Development

This section goes into greater detail on how to build and reuse the components of Hue.

Building

Dependencies

  • The OS specific install instructions are listed in the install guide
  • Python 2.7+ (Python 3 support tracked in HUE-8737)
  • Django (1.11 already included in the distribution)
  • Java (Java 1.8) (should go away after HUE-8740)
  • npm (6.4+)
  • Mako is the templating language
  • Bootstrap
  • Knockout js

Quick Start

Build once:

make apps

Then start the dev server (which will auto reload):

./build/env/bin/hue runserver

If you are changing Javascript or CSS files, also start:

npm run dev

Then it is recommended to use MySQL or PostGres as the [database]((http://cloudera.github.io/hue/latest/).

Open the hue.ini file in a text editor. Directly below the [[database]] line, add the following options (and modify accordingly for your MySQL setup):

host=localhost
port=3306
engine=mysql
user=hue
password=secretpassword
name=hue

Javascript

The javascript files are currently being migrated to webpack bundles, during this process some files will live under src/desktop/static/ and some will live under src/dekstop/js

For changes to the files under src/desktop/js the following applies:

First make sure all third-party dependencies defined in package.json are installed into node_modules/

npm install

Also run this after making changes to package.json, adding new third-party dependencies etc.

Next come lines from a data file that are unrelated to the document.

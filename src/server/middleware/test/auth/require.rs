use super::*;

/// Tests authenticating a user with a valid token.
///
/// Expected: Ok(User) matching the token subject
#[tokio::test]
async fn resolves_user_from_valid_token() -> Result<(), AppError> {
    let test = TestBuilder::new()
        .with_table(entity::prelude::User)
        .build()
        .await
        .unwrap();
    let db = test.db.as_ref().unwrap();
    let tokens = token_service();

    let user = factory::user::create_user(db).await?;
    let header = format!("Bearer {}", tokens.sign(&user.id, User::AUDIENCE)?);

    let guard = AuthGuard::new(db, &tokens);
    let principal: User = guard.require(Some(&header)).await?;

    assert_eq!(principal.id, user.id);
    assert_eq!(principal.email, user.email);

    Ok(())
}

/// Tests authenticating employees and diarists with tokens for their kind.
///
/// Expected: Ok for each principal kind
#[tokio::test]
async fn resolves_each_principal_kind() -> Result<(), AppError> {
    let test = TestBuilder::new()
        .with_table(entity::prelude::Employee)
        .with_table(entity::prelude::Diarist)
        .build()
        .await
        .unwrap();
    let db = test.db.as_ref().unwrap();
    let tokens = token_service();

    let employee = factory::employee::create_employee(db).await?;
    let diarist = factory::diarist::create_diarist(db).await?;

    let guard = AuthGuard::new(db, &tokens);

    let token = tokens.sign(&employee.id, Employee::AUDIENCE)?;
    let resolved: Employee = guard.require_token(&token).await?;
    assert_eq!(resolved.id, employee.id);

    let token = tokens.sign(&diarist.id, Diarist::AUDIENCE)?;
    let resolved: Diarist = guard.require_token(&token).await?;
    assert_eq!(resolved.id, diarist.id);

    Ok(())
}

/// Tests that a missing header fails.
///
/// Expected: Err(AuthError::MissingAuthorizationHeader)
#[tokio::test]
async fn fails_without_header() -> Result<(), AppError> {
    let test = TestBuilder::new()
        .with_table(entity::prelude::User)
        .build()
        .await
        .unwrap();
    let db = test.db.as_ref().unwrap();
    let tokens = token_service();

    let guard = AuthGuard::new(db, &tokens);
    let result = guard.require::<User>(None).await;

    assert!(matches!(
        result,
        Err(AppError::AuthErr(AuthError::MissingAuthorizationHeader))
    ));

    Ok(())
}

/// Tests that a token signed with another secret fails.
///
/// Expected: Err(AuthError::InvalidToken)
#[tokio::test]
async fn fails_with_foreign_signature() -> Result<(), AppError> {
    let test = TestBuilder::new()
        .with_table(entity::prelude::User)
        .build()
        .await
        .unwrap();
    let db = test.db.as_ref().unwrap();
    let tokens = token_service();

    let user = factory::user::create_user(db).await?;
    let foreign = SessionTokenService::new(b"some-other-secret", 3600);
    let header = format!("Bearer {}", foreign.sign(&user.id, User::AUDIENCE)?);

    let guard = AuthGuard::new(db, &tokens);
    let result = guard.require::<User>(Some(&header)).await;

    assert!(matches!(
        result,
        Err(AppError::AuthErr(AuthError::InvalidToken(_)))
    ));

    Ok(())
}

/// Tests that a token issued for one principal kind cannot authenticate another.
///
/// Verifies that a diarist token whose subject collides with a user id is rejected
/// on a user route.
///
/// Expected: Err(AuthError::InvalidToken)
#[tokio::test]
async fn fails_with_token_for_other_principal_kind() -> Result<(), AppError> {
    let test = TestBuilder::new()
        .with_table(entity::prelude::User)
        .with_table(entity::prelude::Diarist)
        .build()
        .await
        .unwrap();
    let db = test.db.as_ref().unwrap();
    let tokens = token_service();

    factory::user::UserFactory::new(db).id("shared-id").build().await?;
    factory::diarist::DiaristFactory::new(db)
        .id("shared-id")
        .build()
        .await?;

    let token = tokens.sign("shared-id", Diarist::AUDIENCE)?;

    let guard = AuthGuard::new(db, &tokens);
    let result = guard.require_token::<User>(&token).await;

    assert!(matches!(
        result,
        Err(AppError::AuthErr(AuthError::InvalidToken(_)))
    ));

    Ok(())
}

/// Tests that a valid token for a deleted or unknown principal fails.
///
/// Expected: Err(AuthError::PrincipalNotFound)
#[tokio::test]
async fn fails_when_subject_does_not_exist() -> Result<(), AppError> {
    let test = TestBuilder::new()
        .with_table(entity::prelude::User)
        .build()
        .await
        .unwrap();
    let db = test.db.as_ref().unwrap();
    let tokens = token_service();

    let header = format!("Bearer {}", tokens.sign("ghost", User::AUDIENCE)?);

    let guard = AuthGuard::new(db, &tokens);
    let result = guard.require::<User>(Some(&header)).await;

    assert!(matches!(
        result,
        Err(AppError::AuthErr(AuthError::PrincipalNotFound { kind: "user", id })) if id == "ghost"
    ));

    Ok(())
}

/// Tests that a non-bearer scheme fails even when the token itself is valid.
///
/// Expected: Err(AuthError::InvalidScheme)
#[tokio::test]
async fn fails_with_non_bearer_scheme() -> Result<(), AppError> {
    let test = TestBuilder::new()
        .with_table(entity::prelude::User)
        .build()
        .await
        .unwrap();
    let db = test.db.as_ref().unwrap();
    let tokens = token_service();

    let user = factory::user::create_user(db).await?;
    let header = format!("Token {}", tokens.sign(&user.id, User::AUDIENCE)?);

    let guard = AuthGuard::new(db, &tokens);
    let result = guard.require::<User>(Some(&header)).await;

    assert!(matches!(
        result,
        Err(AppError::AuthErr(AuthError::InvalidScheme(_)))
    ));

    Ok(())
}
use crate::server::data::diarist::DiaristRepository;
use sea_orm::DbErr;
use test_utils::{builder::TestBuilder, factory};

To generate the js bundles run:

npm run webpack
npm run webpack-workers
npm run webpack-login

During development the bundles can be autogenerated when it detects changes to the .js files, for this run:

npm run dev

Before sending a review with changes to the bundles run:

npm run lint-fix

and possibly fix any issues it might report.

Documentation

New website:

Install https://gohugo.io/getting-started/quick-start/.

Develop:

hugo serve

Release:

Make sure the base URL is correct:

cd docs/docs-site
vim config.toml
baseURL='http://cloudera.github.io/hue/docs-4.4.0/'

Build the doc website:

hugo

Add it to the github page and push:

git checkout gh-pages
cp ~/docs/docs-site/public docs-4.4.0 -r
rm latest
ln -s docs-4.4.0 latest

git push origin HEAD:gh-pages

Old documentation:

make docs

CSS / LESS

After changing the CSS in a .less file, rebuilding with:

make css

SQL Autocomplete

Install a patched jison:

git clone https://github.com/JohanAhlen/jison
cd jison
npm install -g .

Then run:

make sql-all-parsers

Ace Editor

After modifying files under tools/ace-editor run the following to build ace.js

npm install
make ace

Internationalization

How to update all the messages and compile them:

make locales

How to update and compile the messages of one app:

cd apps/beeswax
make compile-locale

How to create a new locale for an app:

cd $APP_ROOT/src/$APP_NAME/locale
$HUE_ROOT/build/env/bin/pybabel init -D django -i en_US.pot -d . -l fr

Dev environment

Debugging with PyCharm

First step is to configure pycharm to use the Hue virtual environment at ./build/env/env Pycharm virtualenv Second step is to configure the debug configuration Pycharm debug

Debugging with Eclipse

First step is to configure Eclipse to use the Hue virtual environment at ./build/env/env Eclipse interpreter Second step is to configure the debug configuration Eclipse debug Eclipse debug arguments Eclipse debug interpreter

API Server

From 30,000 feet

From up on high

Hue, as a “container” web application, sits in between your Hadoop installation and the browser. It hosts all the Hue Apps, including the built-in ones, and ones that you may write yourself.

The Hue Server

Web Back-end

Hue is a web application built on the Django python web framework. Django, running on the WSGI container/web server (typically CherryPy), manages the url dispatch, executes application logic code, and puts together the views from their templates. Django uses a database (typically sqlite) to manage session data, and Hue applications can use it as well for their “models”. (For example, the saved Editor stores saved queries in the database.)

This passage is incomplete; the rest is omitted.